Most financial sector workers know this going into the field. In fact, according to the New York Post, many live by this rule - and it's not really a matter of choice:

Every morning in Africa, a gazelle wakes up.

It knows it must run faster than the fastest lion, or it will be killed.

Every morning a lion wakes up.

It knows it must outrun the slowest gazelle, or it will starve to death.

It doesn't matter whether you are a lion or a gazelle: When the sun comes up, you'd better be running.


So, has this mantra, coupled with the incredibly demanding and fast pace of the financial industry, led to a rash of eight high-profile suicides of financial sector employees in the past three months? It is a mystery that has mental health pros baffled.

As the Post pointed out, late winter for many folks is a time of depression. The weather's cold, dank and dreary; lack of sunlight and outside activity wears on many people.
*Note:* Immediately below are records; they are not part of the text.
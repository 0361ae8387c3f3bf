use std::path::PathBuf;
use std::process::ExitCode;
use std::sync::Arc;

use anyhow::{Context, Result};
use clap::Parser;
use futures::future::join_all;

use logsift_engine::{
    Analyzer, ContinuationPolicy, Encoding, ErrorType, RecordFilter, RuleSet, SortPolicy, digest,
    project,
};

mod config;
mod input;
mod output;

use config::Config;
use input::InputReader;
use output::{FileReport, OutputFormat};

/// Logsift - classify and count errors in log files
#[derive(Parser, Debug)]
#[command(name = "logsift")]
#[command(author, version, about, long_about = None)]
struct Args {
    /// Log files to analyze
    #[arg(value_name = "FILE", required = true)]
    files: Vec<PathBuf>,

    /// TOML configuration file
    #[arg(short, long, value_name = "PATH")]
    config: Option<PathBuf>,

    /// Output format
    #[arg(short, long, value_enum, default_value_t = OutputFormat::Text)]
    format: OutputFormat,

    /// Row order: count, first, severity
    #[arg(short, long, default_value = "count")]
    sort: SortPolicy,

    /// Input encoding (utf-8, utf-16le, utf-16be, latin1); sniffed when omitted
    #[arg(short, long)]
    encoding: Option<Encoding>,

    /// Treat every line without a header as a continuation
    #[arg(long)]
    strict: bool,

    /// Keep only records at least this severe
    #[arg(long, value_name = "TYPE")]
    min_level: Option<ErrorType>,

    /// Keep only records whose text matches this regex (case-insensitive)
    #[arg(long, value_name = "REGEX")]
    grep: Option<String>,

    /// Drop records matching --grep instead of keeping them
    #[arg(long, requires = "grep")]
    invert: bool,

    /// Sample messages kept per error type
    #[arg(long, value_name = "N")]
    samples: Option<usize>,

    /// Print the compact digest
    #[arg(long)]
    digest: bool,

    /// Print records packed into chunks of at most N characters
    #[arg(long, value_name = "N")]
    chunks: Option<usize>,

    /// Enable debug logging
    #[arg(short, long)]
    verbose: bool,
}

#[tokio::main]
async fn main() -> ExitCode {
    let args = Args::parse();

    let level = if args.verbose {
        tracing::Level::DEBUG
    } else {
        tracing::Level::WARN
    };
    tracing_subscriber::fmt()
        .with_env_filter(
            tracing_subscriber::EnvFilter::from_default_env().add_directive(level.into()),
        )
        .with_writer(std::io::stderr)
        .init();

    match run(args).await {
        Ok(true) => ExitCode::SUCCESS,
        Ok(false) => ExitCode::FAILURE,
        Err(e) => {
            eprintln!("Error: {:#}", e);
            ExitCode::FAILURE
        }
    }
}

/// Analyze every file; `Ok(false)` when at least one of them failed
async fn run(args: Args) -> Result<bool> {
    let config = Config::load(args.config.as_deref())?;
    let analyzer = Arc::new(build_analyzer(&args, &config)?);
    let reader = InputReader::new(config.input.clone());
    let want_chunks = args.chunks.is_some();

    let tasks = args.files.iter().map(|path| {
        let analyzer = Arc::clone(&analyzer);
        let reader = reader.clone();
        let path = path.clone();
        async move {
            let bytes = reader.read(&path).await?;
            let label = path.display().to_string();
            let analyzed = tokio::task::spawn_blocking(move || -> Result<_> {
                let records = analyzer
                    .classify_all(&bytes)
                    .with_context(|| format!("Failed to decode {label}"))?;
                let summary = analyzer.analyze_records(&records);
                let chunks = want_chunks.then(|| analyzer.chunk_records(&records));
                Ok((label, summary, chunks))
            })
            .await
            .context("analysis task panicked")??;
            Ok::<_, anyhow::Error>(analyzed)
        }
    });

    let mut reports = Vec::new();
    let mut all_ok = true;
    for result in join_all(tasks).await {
        match result {
            Ok((label, summary, chunks)) => {
                let rows = project(&summary, args.sort);
                let mut report = FileReport::new(label, &summary, rows);
                if args.digest {
                    report.digest = Some(digest(&summary));
                }
                report.chunks = chunks;
                reports.push(report);
            }
            Err(e) => {
                all_ok = false;
                eprintln!("Error: {:#}", e);
            }
        }
    }

    if !reports.is_empty() {
        println!("{}", output::render(&reports, args.format)?);
    }
    Ok(all_ok)
}

/// Merge command-line flags over the configuration file
fn build_analyzer(args: &Args, config: &Config) -> Result<Analyzer> {
    let mut options = config.analysis.clone();
    if args.encoding.is_some() {
        options.encoding = args.encoding;
    }
    if args.strict {
        options.continuation = ContinuationPolicy::Strict;
    }
    if let Some(samples) = args.samples {
        options.sample_limit = samples;
    }
    if let Some(chunk_chars) = args.chunks {
        options.chunk_chars = chunk_chars;
    }

    let rules = RuleSet::from_config(&config.rules).context("Invalid [rules] configuration")?;
    let mut analyzer = Analyzer::new(rules, options).context("Failed to build analyzer")?;

    let mut filter = match &args.grep {
        Some(pattern) => RecordFilter::text(pattern)
            .with_context(|| format!("Invalid --grep pattern '{pattern}'"))?,
        None => RecordFilter::default(),
    };
    if args.invert {
        filter = filter.excluding_text();
    }
    if let Some(min) = args.min_level {
        filter = filter.at_least(min);
    }
    if !filter.is_empty() {
        tracing::debug!(?filter, "filtering records");
        analyzer = analyzer.with_filter(filter);
    }
    Ok(analyzer)
}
But for bankers and others in the financial sector, depression from any source is usually mitigated with interest in how large end-of-year bonuses will be.

However, compensation has been decreasing across the entire financial sector, reports say, due in large part to firms having to deal with new mandates that affect bottom lines.

That's one aspect. The other for mental health professions studying this phenomenon is why such a large number of these suicides are so public.

A breakdown of the suicides

-- Autumn Radtke, a 28-year-old American CEO of bitcoin exchange firm First Meta, leapt 25 stories to her death from her Singapore apartment on Feb. 28. In an Inc. magazine essay she posted online titled, "The Psychological Price of Entrepreneurship," she wrote, "Everything has its price."

-- Li Junjie, a 33-year-old JPMorgan finance pro leaped to his death from the roof of the company's 30-story Hong Kong office tower Feb. 18.

-- Gabriel Magee, 39, a vice president with JPMorgan's corporate and investment bank technology arm in the UK, also jumped to his death, from the roof of the bank's 33-story Canary Wharf tower in London, on Jan. 28.

-- On Feb. 3, Ryan Henry Crane, 37, a JPM executive director who worked in New York, was found dead inside his Stamford, Conn., home.

-- On Jan. 31, Mike Dueker - chief economist at Russell Investments and a former Federal Reserve bank economist - was found dead at the side of a road that leads to the Tacoma Narrows Bridge in Washington state, according to the Pierce County Sheriff's Department.

-- On Jan. 26, William Broeksmit, 58, a former senior risk manager at Deutsche Bank, was found hanging in a house in South Kensington, according to London police.

What's more, while this cluster of suicides is certainly noteworthy, it isn't the first. In 2009, during the height of the global financial crisis, Forbes reported on several high-profile suicides in the financial sector, some of whom jumped to their death.

Regarding this most recent cluster, five of eight deaths have been from a building; another stepped in front of a train. Half of the suicides were on their way to work.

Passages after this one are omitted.